Task brief:
Work through the data below and copy out every line where "display" is found.

Record extracts:
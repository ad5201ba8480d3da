//! Cluster Health Model CLI
//!
//! Offline tooling for the health model: validate and render monitor
//! topologies, inspect persisted state snapshots and replay recorded
//! batches through the evaluation pipeline.

mod commands;
mod config;
mod output;

use anyhow::Result;
use clap::{Parser, Subcommand};
use commands::{replay, state, topology};
use health_lib::MonitorState;
use output::OutputFormat;
use std::path::PathBuf;
use tracing_subscriber::EnvFilter;

/// Cluster Health Model CLI
#[derive(Parser)]
#[command(name = "hmctl")]
#[command(author, version, about = "CLI for the Cluster Health Model", long_about = None)]
pub struct Cli {
    /// Output format (defaults to the configured format, then table)
    #[arg(long, short)]
    pub format: Option<OutputFormat>,

    /// Log pipeline activity to stderr
    #[arg(long, short)]
    pub verbose: bool,

    #[command(subcommand)]
    pub command: Commands,
}

#[derive(Subcommand)]
pub enum Commands {
    /// Inspect a persisted state snapshot
    #[command(subcommand)]
    State(StateCommands),

    /// Validate and render monitor topologies
    #[command(subcommand)]
    Topology(TopologyCommands),

    /// Run recorded batches through the pipeline offline
    Replay {
        /// Monitor topology file
        #[arg(long, short)]
        definition: Option<PathBuf>,

        /// Batches as JSON lines: {"tag": ..., "records": [...]}
        #[arg(long, short)]
        batches: PathBuf,

        /// Per-monitor configuration file
        #[arg(long)]
        monitor_config: Option<PathBuf>,

        /// Inventory document ({"nodes": [...], "workloads": [...]})
        #[arg(long)]
        inventory: Option<PathBuf>,

        #[arg(long, env = "CLUSTER_ID")]
        cluster_id: Option<String>,

        /// Restore from and save state to this snapshot
        #[arg(long)]
        state_file: Option<PathBuf>,
    },

    /// Manage CLI defaults
    #[command(subcommand)]
    Config(ConfigCommands),
}

#[derive(Subcommand)]
pub enum StateCommands {
    /// List monitor instances in a snapshot
    List {
        /// Snapshot file
        #[arg(long)]
        file: Option<PathBuf>,

        /// Only instances currently in this state
        #[arg(long)]
        state: Option<MonitorState>,

        /// Only instance ids starting with this prefix
        #[arg(long)]
        prefix: Option<String>,
    },

    /// Show one monitor instance
    Show {
        /// Monitor instance id
        instance_id: String,

        /// Snapshot file
        #[arg(long)]
        file: Option<PathBuf>,
    },
}

#[derive(Subcommand)]
pub enum TopologyCommands {
    /// Validate a topology file
    Check {
        /// Topology file (defaults to the configured definition)
        path: Option<PathBuf>,
    },

    /// Print the monitor tree
    Tree {
        /// Topology file (defaults to the configured definition)
        path: Option<PathBuf>,
    },
}

#[derive(Subcommand)]
pub enum ConfigCommands {
    /// Show the current configuration
    Show,

    /// Set a configuration key; an empty value clears it
    Set {
        /// One of: definition_path, state_path, monitor_config_path, cluster_id, default_format
        key: String,
        value: String,
    },
}

fn main() {
    if let Err(e) = run() {
        output::print_error(&format!("{:#}", e));
        std::process::exit(1);
    }
}

fn run() -> Result<()> {
    let cli = Cli::parse();

    let level = if cli.verbose { "info" } else { "error" };
    tracing_subscriber::fmt()
        .with_writer(std::io::stderr)
        .with_env_filter(EnvFilter::try_from_default_env().unwrap_or_else(|_| EnvFilter::new(level)))
        .init();

    let mut cfg = config::Config::load()?;
    let format = cli
        .format
        .or_else(|| cfg.default_format.as_deref().and_then(OutputFormat::parse_name))
        .unwrap_or_default();

    match cli.command {
        Commands::State(state_cmd) => match state_cmd {
            StateCommands::List {
                file,
                state: filter,
                prefix,
            } => {
                let path = config::resolve_path(file, cfg.state_path.as_ref(), "state file")?;
                state::list_states(&path, filter, prefix.as_deref(), format)?;
            }
            StateCommands::Show { instance_id, file } => {
                let path = config::resolve_path(file, cfg.state_path.as_ref(), "state file")?;
                state::show_state(&path, &instance_id, format)?;
            }
        },
        Commands::Topology(topology_cmd) => match topology_cmd {
            TopologyCommands::Check { path } => {
                let path = config::resolve_path(path, cfg.definition_path.as_ref(), "topology file")?;
                topology::check(&path, format)?;
            }
            TopologyCommands::Tree { path } => {
                let path = config::resolve_path(path, cfg.definition_path.as_ref(), "topology file")?;
                topology::tree(&path, format)?;
            }
        },
        Commands::Replay {
            definition,
            batches,
            monitor_config,
            inventory,
            cluster_id,
            state_file,
        } => {
            let options = replay::ReplayOptions {
                definition: config::resolve_path(
                    definition,
                    cfg.definition_path.as_ref(),
                    "topology file",
                )?,
                batches,
                monitor_config: monitor_config.or_else(|| cfg.monitor_config_path.clone()),
                inventory,
                cluster_id: cluster_id
                    .or_else(|| cfg.cluster_id.clone())
                    .unwrap_or_else(|| "local".to_string()),
                state_file,
            };
            replay::replay(options, format)?;
        }
        Commands::Config(config_cmd) => match config_cmd {
            ConfigCommands::Show => {
                output::print_info(&format!("{}", config::Config::config_path()?.display()));
                output::print_json(&cfg);
            }
            ConfigCommands::Set { key, value } => {
                cfg.set(&key, &value)?;
                let path = cfg.save()?;
                output::print_success(&format!("Saved {} to {}", key, path.display()));
            }
        },
    }

    Ok(())
}
//! Cycle orchestration

pub mod announcer;
pub mod cycle;
pub mod settings;

#[cfg(test)]
mod tests;

pub use announcer::{ClusterStateAnnouncer, ClusterStateChanged};
pub use cycle::{BatchOutcome, CycleOutput, HealthModelPipeline, PersistenceStatus, PipelineBuilder};
pub use settings::PipelineSettings;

Solution to this problem:
                output::print_info(&format!("{}", config::Config::config_path()?.display()));
                output::print_success(&format!("Saved {} to {}", key, path.display()));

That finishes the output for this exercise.